Charcoal-grey suit, white silk shirt, smooth gold tie. He looked filthy rich, imposing and utterly out of place. And Maxie’s heart started to go bang-bang-bang beneath her uniform. He had the most incredible traffic-stopping presence. Suddenly the crowded room with its low ceiling and atmospheric lighting felt suffocatingly hot and airless.

For a split second Angelos remained poised, black eyes raking across the bar to close in on Maxie. She had the mesmerised, panicked look of a rabbit caught in car headlights. His incredulous stare of savage impatience zapped her even at a distance of thirty feet.

Sucking in oxygen in a great gulp, Maxie struggled to finish writing down the order she was taking on her note-pad. Gathering up the menus again, she headed for the kitchens at a fast trot. But it wasn’t fast enough. Angelos somehow got in the way.

‘Take a break,’ he instructed in a blistering undertone.

‘How the heck did you find out where I was?’

‘Catriona Ferguson at the Star modelling agency was eager to please.’ Angelos watched Maxie’s eyes flare with angry comprehension. ‘Most people are rather reluctant to say no to me.’

In an abrupt move, Maxie sidestepped him and hurried into the kitchen. When she re-emerged, Angelos was sitting at one of her tables. She ignored him, but never had she been more outrageously aware of being watched. Her body felt uncoordinated and clumsy. Her hands perspired and developed a shake. She spilt a drink and had to fetch another while the woman complained scathingly about the single tiny spot that had splashed her handbag.

Finally the young bar manager, Dennis, approached her. ‘That big dark bloke at table six...haven’t you noticed him?’ he enquired apologetically, studying her beautiful face with the same poleaxed expression he had been wearing ever since he’d hired her. With an abstracted frown, he looked across at Angelos, who was tapping long brown fingers with rampant impatience on the tabletop. ‘It’s odd. There’s something incredibly familiar about the bloke but I can’t think where I’ve seen him before.’

Maxie forced herself over to table six. ‘Yes?’ she prompted tautly, and focused exclusively on that expensive gold tie while all the time inwardly picturing the derision in those penetrating black eyes.

‘That uniform is so short you look like a bloody French maid in a bedroom farce!’ Angelos informed her grittily. ‘Every time you bend over, every guy in here is craning his neck to get a better view! And that practice appears to include the management.’

Maxie’s face burned, outrage flashing in her blue eyes. The bar had a Victorian theme, and the uniform was a striped overall with a silly little frilly apron on top. It did look rather odd on a woman of her height and unusually long length of leg, but she had already let down the hemline as far as it would go. ‘Do you or do you not want a drink?’ she demanded thinly.

‘I’d like the table cleared and cleaned first,’ Angelos announced with a glance of speaking distaste at the cluttered surface. ‘Then you can bring me a brandy and sit down.’

‘Don’t be ridiculous...I’m working.’ Maxie piled up the dishes with a noisy clatter, and in accidentally slopping coffee over the table forced him to lunge back at speed from the spreading flood.

‘You’re working for me, and if I say you can sit down, I expect you to do as you’re told,’ Angelos delivered in his deep, dark, domineering drawl.

Engaged in mopping up, Maxie stilled. ‘I beg your pardon? You said...I was working for you?’ she queried.

‘This hotel belongs to my chain,’ Angelos ground out. ‘And I am anything but impressed by what I see here.’

Maxie turned cold with shock. Angelos owned this hotel? She backed away with the dishes. As she was hailed from the kitchen, she watched with a sinking stomach as Angelos signalled Dennis. When she reappeared with a loaded tray, Dennis was seated like a pale, perspiring graven image in front of Angelos.

She hurried to deliver the meals she had collected but there was a general outcry of loud and exasperated complaint.

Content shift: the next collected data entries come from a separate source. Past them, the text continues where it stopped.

//! Application CRDs
//!
//! Workload-facing resources:
//! - Application Profiles (containers for endpoint groups)
//! - Endpoint Groups (workload attachment points, referencing a bridge domain)

pub mod application_profile;
pub mod endpoint_group;

pub use application_profile::*;
pub use endpoint_group::*;
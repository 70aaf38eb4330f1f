//! Kind descriptors
//!
//! One file per managed kind, each implementing `ManagedKind` on its CRD
//! type: DN construction, attribute payload, relation wiring, and the
//! projection of a remote read back into spec parameters.

pub mod application_profile;
pub mod bridge_domain;
pub mod endpoint_group;
pub mod vrf;
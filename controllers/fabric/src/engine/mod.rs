//! Generic reconciliation engine.
//!
//! One lifecycle implementation serves every managed kind. A kind plugs in
//! by implementing [`ManagedKind`]: how to address its object (DN), what
//! attribute payload to write, and how to project a remote read back into
//! comparable desired-state parameters. `ExternalClient` then drives
//! Observe/Create/Update/Delete against the fabric for that kind.

pub mod kinds;
pub mod registry;

#[cfg(test)]
mod engine_test;

use crate::error::ControllerError;
use fabric_client::{Dn, FabricApi, FabricError, ObjectAttributes, RelationKind, relation_target_name};
use std::collections::HashMap;
use std::fmt;
use std::marker::PhantomData;
use std::sync::Arc;
use tracing::debug;

/// Per-kind descriptor consumed by the generic engine.
///
/// Implemented on the CRD type itself; `Params` is the spec struct. Drift
/// detection is equality between the desired spec and the spec rebuilt from
/// a remote read by `observed`, so every field that `payload` writes (and
/// every relation target) must round-trip through `observed`.
pub trait ManagedKind: Send + Sync + 'static {
    /// Kubernetes kind tag, used in logs and error contexts.
    const KIND: &'static str;
    /// Fabric object class tag.
    const CLASS: &'static str;

    /// Desired-state parameters (the CRD spec).
    type Params: Clone + PartialEq + Send + Sync + fmt::Debug;

    /// Distinguished name of the object these parameters describe.
    fn dn(params: &Self::Params) -> Dn;

    /// Attribute payload written on create and update.
    fn payload(params: &Self::Params) -> ObjectAttributes;

    /// The relation child this kind owns, if any.
    fn relation() -> Option<RelationKind> {
        None
    }

    /// Name of the object the relation must point at.
    fn relation_target(_params: &Self::Params) -> Option<&str> {
        None
    }

    /// Rebuild parameters from a remote read.
    ///
    /// Identity fields (name, tenant, parent) are taken from `desired`:
    /// they are encoded in the DN that was fetched, so they cannot drift.
    fn observed(
        desired: &Self::Params,
        attributes: &ObjectAttributes,
        relation_target: Option<&str>,
    ) -> Self::Params;
}

/// Outcome of one observation pass against the fabric.
#[derive(Debug, Default)]
pub struct ExternalObservation {
    /// Whether the remote object exists at all.
    pub resource_exists: bool,
    /// Whether the remote object matches the desired parameters.
    pub resource_up_to_date: bool,
    /// Connection material surfaced to the host. None of the managed kinds
    /// produce any today, so this is always empty.
    pub connection_details: HashMap<String, Vec<u8>>,
    /// Raw attributes of the remote object, when it exists.
    pub attributes: Option<ObjectAttributes>,
}

impl ExternalObservation {
    /// The distinguished absent outcome: not found is a state, not an error.
    pub fn absent() -> Self {
        Self::default()
    }
}

/// Drives the external lifecycle of one managed kind against the fabric.
pub struct ExternalClient<K> {
    fabric: Arc<dyn FabricApi>,
    _kind: PhantomData<K>,
}

impl<K: ManagedKind> ExternalClient<K> {
    pub fn new(fabric: Arc<dyn FabricApi>) -> Self {
        Self {
            fabric,
            _kind: PhantomData,
        }
    }

    /// Fetch the remote object and compare it against the desired state.
    ///
    /// Transport and remote failures propagate unchanged; only a definitive
    /// not-found read produces the absent observation.
    pub async fn observe(&self, desired: &K::Params) -> Result<ExternalObservation, ControllerError> {
        let dn = K::dn(desired);
        let attributes = match self.fabric.get(&dn).await.map_err(ControllerError::Fabric)? {
            Some(attributes) => attributes,
            None => {
                debug!("{} {} not found in fabric", K::KIND, dn);
                return Ok(ExternalObservation::absent());
            }
        };

        let relation_name = match K::relation() {
            Some(relation) => match self.fabric.get_relation(&dn, &relation).await {
                Ok(Some(target_dn)) => relation_target_name(&target_dn, relation.target_prefix),
                Ok(None) => None,
                Err(e) => {
                    // A failed relation read is indistinguishable from an
                    // absent relation; the resulting drift makes the next
                    // update re-establish it.
                    debug!(
                        "{} {}: relation read failed, treating relation as absent: {}",
                        K::KIND,
                        dn,
                        e
                    );
                    None
                }
            },
            None => None,
        };

        let observed = K::observed(desired, &attributes, relation_name.as_deref());
        let resource_up_to_date = observed == *desired;
        debug!(
            "{} {} observed (up to date: {})",
            K::KIND,
            dn,
            resource_up_to_date
        );

        Ok(ExternalObservation {
            resource_exists: true,
            resource_up_to_date,
            connection_details: HashMap::new(),
            attributes: Some(attributes),
        })
    }

    /// Create the remote object, then establish its relation.
    pub async fn create(&self, desired: &K::Params) -> Result<(), ControllerError> {
        let dn = K::dn(desired);
        self.fabric
            .upsert(K::CLASS, &dn, K::payload(desired))
            .await
            .map_err(|source| ControllerError::Create {
                kind: K::KIND,
                source,
            })?;
        self.apply_relation(&dn, desired).await
    }

    /// Rewrite the remote object's payload, then its relation.
    ///
    /// The relation write is unconditional: if a previous pass wrote the
    /// object but lost its relation, the update here repairs it.
    pub async fn update(&self, desired: &K::Params) -> Result<(), ControllerError> {
        let dn = K::dn(desired);
        self.fabric
            .upsert(K::CLASS, &dn, K::payload(desired))
            .await
            .map_err(|source| ControllerError::Update {
                kind: K::KIND,
                source,
            })?;
        self.apply_relation(&dn, desired).await
    }

    /// Delete the remote object. An already-absent object is success.
    pub async fn delete(&self, desired: &K::Params) -> Result<(), ControllerError> {
        let dn = K::dn(desired);
        match self.fabric.delete_by_dn(&dn, K::CLASS).await {
            Ok(()) => Ok(()),
            Err(FabricError::NotFound(_)) => {
                debug!("{} {} already absent, delete is a no-op", K::KIND, dn);
                Ok(())
            }
            Err(e) => Err(ControllerError::Fabric(e)),
        }
    }

    async fn apply_relation(&self, dn: &Dn, desired: &K::Params) -> Result<(), ControllerError> {
        let (Some(relation), Some(target)) = (K::relation(), K::relation_target(desired)) else {
            return Ok(());
        };
        self.fabric
            .set_relation(dn, &relation, target)
            .await
            .map_err(|source| ControllerError::Relation {
                kind: K::KIND,
                source,
            })
    }
}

‘I didn’t order this...’ the first customer objected. ‘I asked for salad, not French fries—’

‘And I wanted garlic potatoes—’

‘This steak is rare, not well-done—’

The whole order was hopelessly mixed up. A tall, dark shadow fell menacingly over the table. In one easy movement, Angelos lifted Maxie’s pad from her pocket, presumably to check out the protests. ‘What is this?’ he demanded, frowning down at the pages as he flipped. ‘Egyptian hieroglyphics...some secret code? Nobody could read this back!’